**Stored data**
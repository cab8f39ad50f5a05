use std::cmp::Ordering;
use std::collections::{BTreeMap, BinaryHeap};

use crate::domain::network::topology::TopologyProvider;
use crate::domain::scheduler::queue_state::{QueueKey, QueueState};
use crate::domain::scheduler::scheduler_config::SchedulerConfig;
use crate::domain::traffic::packet::Packet;
use crate::domain::utils::id::{ClassId, NodeId};
use crate::error::ScheduleError;

/// One accepted transmission of the current frame.
#[derive(Debug, Clone, PartialEq)]
pub struct Transmission {
    pub node: NodeId,
    pub class: ClassId,

    /// Sequence number of the packet that will be sent.
    pub packet_seq: u64,

    pub next_hop: NodeId,

    /// Queue weight the selection was made with.
    pub score: f64,
}

/// Result of one projection: the transmissions in the order they were accepted, plus the queues
/// that were skipped as infeasible.
#[derive(Debug, Clone, Default)]
pub struct ScheduleDecision {
    pub transmissions: Vec<Transmission>,
    pub skipped: Vec<(QueueKey, ScheduleError)>,
}

impl ScheduleDecision {
    pub fn len(&self) -> usize {
        self.transmissions.len()
    }

    pub fn is_empty(&self) -> bool {
        self.transmissions.is_empty()
    }

    /// Number of accepted transmissions per sending node.
    pub fn per_node(&self) -> BTreeMap<NodeId, usize> {
        let mut counts: BTreeMap<NodeId, usize> = BTreeMap::new();
        for transmission in &self.transmissions {
            *counts.entry(transmission.node).or_insert(0) += 1;
        }
        counts
    }

    /// Number of accepted transmissions per queue.
    pub fn per_queue(&self) -> BTreeMap<QueueKey, usize> {
        let mut counts: BTreeMap<QueueKey, usize> = BTreeMap::new();
        for transmission in &self.transmissions {
            *counts.entry((transmission.node, transmission.class)).or_insert(0) += 1;
        }
        counts
    }
}

/// Heap entry. Ordered so that the max-heap yields the highest score first and, among equal
/// scores, the lowest node id and then the lowest class id.
#[derive(Debug, Clone, Copy)]
struct Candidate {
    score: f64,
    node: NodeId,
    class: ClassId,

    /// FIFO position of the packet this candidate would send.
    position: usize,
}

impl PartialEq for Candidate {
    fn eq(&self, other: &Self) -> bool {
        self.cmp(other) == Ordering::Equal
    }
}

impl Eq for Candidate {}

impl PartialOrd for Candidate {
    fn partial_cmp(&self, other: &Self) -> Option<Ordering> {
        Some(self.cmp(other))
    }
}

impl Ord for Candidate {
    fn cmp(&self, other: &Self) -> Ordering {
        self.score
            .total_cmp(&other.score)
            .then_with(|| other.node.cmp(&self.node))
            .then_with(|| other.class.cmp(&self.class))
            .then_with(|| other.position.cmp(&self.position))
    }
}

/// Greedy projection of the continuous queue weights onto a feasible integer schedule.
///
/// Every node owns `slots_per_node` transmission slots per frame. Candidates are served in
/// descending weight order across the whole network; an accepted candidate consumes one slot of
/// its node. A queue selected again sends its next packet in FIFO order.
#[derive(Debug, Clone)]
pub struct GreedySlotProjector {
    slots_per_node: usize,
}

impl GreedySlotProjector {
    pub fn new(config: &SchedulerConfig) -> Self {
        Self { slots_per_node: config.slots_per_node }
    }

    pub fn slots_per_node(&self) -> usize {
        self.slots_per_node
    }

    /// Next hop of `packet` if it can be transmitted in this frame.
    ///
    /// The packet needs remaining hop budget, and its shortest path must contain a second node
    /// that is a direct neighbor of the holder. Zero-length and missing paths are infeasible.
    pub fn feasible_next_hop(packet: &Packet, topology: &dyn TopologyProvider) -> Result<NodeId, ScheduleError> {
        if !packet.has_hop_budget() {
            return Err(ScheduleError::HopBudgetExhausted { packet: packet.seq, holder: packet.holder });
        }

        let path = topology.shortest_hop_path(packet.holder, packet.destination);
        match path.get(1) {
            Some(next_hop) if topology.is_neighbor(packet.holder, *next_hop) => Ok(*next_hop),
            _ => Err(ScheduleError::UnreachableDestination { from: packet.holder, to: packet.destination }),
        }
    }

    /// Selects the transmissions of the current frame. Does not modify any queue.
    pub fn project(&self, queues: &QueueState, topology: &dyn TopologyProvider) -> ScheduleDecision {
        let mut decision = ScheduleDecision::default();
        let mut remaining_slots: BTreeMap<NodeId, usize> = BTreeMap::new();

        let mut heap: BinaryHeap<Candidate> = queues
            .iter()
            .filter(|(_, queue)| !queue.is_empty() && queue.weight() > 0.0)
            .map(|((node, class), queue)| Candidate { score: queue.weight(), node: *node, class: *class, position: 0 })
            .collect();

        while let Some(candidate) = heap.pop() {
            let slots = remaining_slots.entry(candidate.node).or_insert(self.slots_per_node);
            if *slots == 0 {
                continue;
            }

            let Some(queue) = queues.get(candidate.node, candidate.class) else {
                continue;
            };
            let Some(packet) = queue.get(candidate.position) else {
                continue;
            };

            match Self::feasible_next_hop(packet, topology) {
                Ok(next_hop) => {
                    decision.transmissions.push(Transmission {
                        node: candidate.node,
                        class: candidate.class,
                        packet_seq: packet.seq,
                        next_hop,
                        score: candidate.score,
                    });
                    *slots -= 1;

                    if *slots > 0 && candidate.position + 1 < queue.len() {
                        heap.push(Candidate { position: candidate.position + 1, ..candidate });
                    }
                }
                Err(reason) => {
                    // The queue stays blocked behind its infeasible packet for the rest of the frame.
                    log::trace!("Skipping queue ({}, {}): {}", candidate.node, candidate.class, reason);
                    decision.skipped.push(((candidate.node, candidate.class), reason));
                }
            }
        }

        decision
    }
}

#[cfg(test)]
mod tests {
    use super::*;
    use crate::domain::network::topology::NetworkTopology;
    use crate::domain::traffic::sap_class::SapClass;

    fn classes() -> Vec<SapClass> {
        vec![SapClass::new(ClassId::new(1), 1.0, 1.0, 1.0, 8), SapClass::new(ClassId::new(2), 1.0, 1.0, 1.0, 8)]
    }

    fn projector(slots_per_node: usize) -> GreedySlotProjector {
        GreedySlotProjector::new(&SchedulerConfig { slots_per_node, ..Default::default() })
    }

    fn enqueue(queues: &mut QueueState, seq: u64, holder: u32, destination: u32, class: u32, hops: u32) {
        let packet = Packet::new(seq, NodeId::new(holder), NodeId::new(destination), ClassId::new(class), 0, hops);
        queues.enqueue(NodeId::new(holder), ClassId::new(class), packet);
    }

    #[test]
    fn test_highest_weight_wins_the_slot() {
        let topology = NetworkTopology::line(4).unwrap();
        let mut queues = QueueState::new(&classes());
        enqueue(&mut queues, 0, 1, 3, 1, 5);
        enqueue(&mut queues, 1, 1, 0, 2, 5);
        queues.set_weight(NodeId::new(1), ClassId::new(2), 3.0);

        let decision = projector(1).project(&queues, &topology);

        assert_eq!(decision.len(), 1);
        assert_eq!(decision.transmissions[0].class, ClassId::new(2));
        assert_eq!(decision.transmissions[0].next_hop, NodeId::new(0));
    }

    #[test]
    fn test_ties_break_by_lowest_node_then_lowest_class() {
        let topology = NetworkTopology::line(4).unwrap();
        let mut queues = QueueState::new(&classes());
        enqueue(&mut queues, 0, 2, 3, 2, 5);
        enqueue(&mut queues, 1, 2, 3, 1, 5);
        enqueue(&mut queues, 2, 1, 3, 2, 5);

        let decision = projector(1).project(&queues, &topology);
        let order: Vec<(u32, u32)> = decision.transmissions.iter().map(|t| (t.node.id, t.class.id)).collect();

        assert_eq!(order, vec![(1, 2), (2, 1)]);
    }

    #[test]
    fn test_node_capacity_is_never_exceeded() {
        let topology = NetworkTopology::grid(3, 3, 1.0).unwrap();
        let mut queues = QueueState::new(&classes());
        let mut seq = 0;
        for node in 0..9 {
            for class in 1..=2 {
                for _ in 0..4 {
                    enqueue(&mut queues, seq, node, (node + 4) % 9, class, 8);
                    seq += 1;
                }
            }
        }

        for slots in 1..=3 {
            let decision = projector(slots).project(&queues, &topology);
            for (node, count) in decision.per_node() {
                assert!(count <= slots, "Node {} got {} transmissions with {} slots", node, count, slots);
            }
            assert_eq!(decision.len(), 9 * slots, "Every node has enough backlog to fill all of its slots");
        }
    }

    #[test]
    fn test_repeated_selection_follows_fifo_order() {
        let topology = NetworkTopology::line(3).unwrap();
        let mut queues = QueueState::new(&classes());
        enqueue(&mut queues, 10, 0, 2, 1, 4);
        enqueue(&mut queues, 11, 0, 2, 1, 4);
        enqueue(&mut queues, 12, 0, 2, 1, 4);

        let decision = projector(2).project(&queues, &topology);
        let seqs: Vec<u64> = decision.transmissions.iter().map(|t| t.packet_seq).collect();

        assert_eq!(seqs, vec![10, 11]);
    }

    #[test]
    fn test_infeasible_pair_is_skipped_without_consuming_capacity() {
        let topology = NetworkTopology::from_nodes_and_edges(&[0, 1, 2, 3], &[(0, 1), (1, 2)]).unwrap();
        let mut queues = QueueState::new(&classes());
        // Class 2 has the higher weight but its destination is unreachable.
        enqueue(&mut queues, 0, 0, 3, 2, 5);
        enqueue(&mut queues, 1, 0, 2, 1, 5);
        queues.set_weight(NodeId::new(0), ClassId::new(2), 5.0);

        let decision = projector(1).project(&queues, &topology);

        assert_eq!(decision.len(), 1);
        assert_eq!(decision.transmissions[0].class, ClassId::new(1));
        assert_eq!(
            decision.skipped,
            vec![((NodeId::new(0), ClassId::new(2)), ScheduleError::UnreachableDestination { from: NodeId::new(0), to: NodeId::new(3) })]
        );
    }

    #[test]
    fn test_zero_budget_and_zero_weight_are_not_scheduled() {
        let topology = NetworkTopology::line(3).unwrap();
        let mut queues = QueueState::new(&classes());
        enqueue(&mut queues, 0, 0, 2, 1, 0);
        enqueue(&mut queues, 1, 1, 2, 2, 3);
        queues.set_weight(NodeId::new(1), ClassId::new(2), 0.0);

        let decision = projector(1).project(&queues, &topology);

        assert!(decision.is_empty());
        assert_eq!(decision.skipped.len(), 1);
        assert!(matches!(decision.skipped[0].1, ScheduleError::HopBudgetExhausted { packet: 0, .. }));
    }

    #[test]
    fn test_packet_already_at_destination_is_infeasible() {
        let topology = NetworkTopology::line(3).unwrap();
        let packet = Packet::new(0, NodeId::new(2), NodeId::new(2), ClassId::new(1), 0, 3);

        assert!(GreedySlotProjector::feasible_next_hop(&packet, &topology).is_err(), "A zero-length path has no next hop");
    }
}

**Assigned task**
Filter the data for the string "else" and copy every line that has it.

**Answer box**
            let Some(queue) = queues.get(candidate.node, candidate.class) else {
            let Some(packet) = queue.get(candidate.position) else {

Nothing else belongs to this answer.